The producer is hoping new contracts will influence promoters to run more representative and diverse gigs

India Jordan has revealed that they’re working with their agent to help make live events more inclusive.

Speaking to NME as part of this week’s Big Read interview, Jordan said they’ve been using these past 12 months in lockdown to consider their role in tackling structural racism and gender inequality at festivals.

As clubs and festivals look slightly nearer to returning in some capacity, Jordan, who also works in Equality, Diversity and Inclusion at King’s College London university, is working with their agent draw up new contracts which will be used by an entire collective of DJ agencies in future.


By using power in numbers, the pair hope to influence the ways that promoters run events, and in future, the collective will pass on line-ups that don’t feel representative and diverse.

“You can’t escape the fact I have white privilege, so how can I use that to influence and support others?” Jordan said.

“It’s also about looking at how safe a space is, if there are gender-neutral toilets, and if the staff are trained in supporting people who are experiencing harassment, and also not tolerating it. And looking at booking local artists as much as possible, as well.”

Jordan also talked about how lockdown afforded them more space to figure out what is gender-affirming for them.

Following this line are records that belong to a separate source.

pub mod events;
mod parallel;
mod pool;
mod process_pool;
pub mod protocol;
pub mod resources;
mod thread_pool;
mod types;
pub mod unit;
pub mod worker;

pub use events::{BenchEvent, EventSink, LogEventSink, NoOpEventSink, StdoutEventSink};
pub use parallel::{ExecutionRun, ParallelExecutor};
pub use types::{ExecutorConfig, WorkerCommand};
pub use unit::execute_one;
pub use worker::serve_worker;
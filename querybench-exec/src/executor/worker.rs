use std::time::Duration;

use querybench_core::{Catalog, DataSource, ExecutionOutcome};
use tokio::io::{AsyncBufRead, AsyncBufReadExt, AsyncWrite, AsyncWriteExt};

use crate::error::WorkerError;
use crate::executor::protocol::{decode_request, encode};
use crate::executor::unit::execute_one;

/// Worker-process side of the pool. Answers requests until the input closes and
/// returns the number of requests served.
///
/// Operations are re-resolved by name through `catalog`; an unknown name is
/// answered with a failed outcome rather than ending the loop.
pub async fn serve_worker<S, R, W>(
    catalog: &Catalog<S>,
    source: &S,
    timeout: Option<Duration>,
    reader: R,
    mut writer: W,
) -> Result<usize, WorkerError>
where
    S: DataSource,
    R: AsyncBufRead + Unpin,
    W: AsyncWrite + Unpin,
{
    let mut lines = reader.lines();
    let mut served = 0;

    while let Some(line) = lines.next_line().await? {
        if line.trim().is_empty() {
            continue;
        }
        let request = decode_request(&line)?;
        let outcome = match catalog.resolve(&request.operation) {
            Some(op) => execute_one(source, op, request.index, timeout).await,
            None => ExecutionOutcome::failure(
                request.index,
                Duration::ZERO,
                format!("unknown operation: {}", request.operation),
            ),
        };
        writer.write_all(encode(&outcome)?.as_bytes()).await?;
        writer.flush().await?;
        served += 1;
    }

    tracing::debug!(served, "worker input closed");
    Ok(served)
}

“I was talking to a therapist about gender stuff and noticed I would only talk to him when something bad had happened, like when somebody used the wrong pronouns, or someone had called me ‘lady’ – I’d freak out and feel this dysphoria,” they said. “He asked me to reframe it, and think about what gender means to me in a positive way.


“Having that space and downtime and thinking about it introspectively – which naturally everyone’s been doing in lockdown, one way or another – has very much helped with that.”

In a four-star review of Jordan’s new EP ‘Watch Out!’, NME‘s Ben Jolley wrote: “The DJ and producer channels lockdown restlessness into a high-energy EP that explores the concept of movement after a year in lockdown.”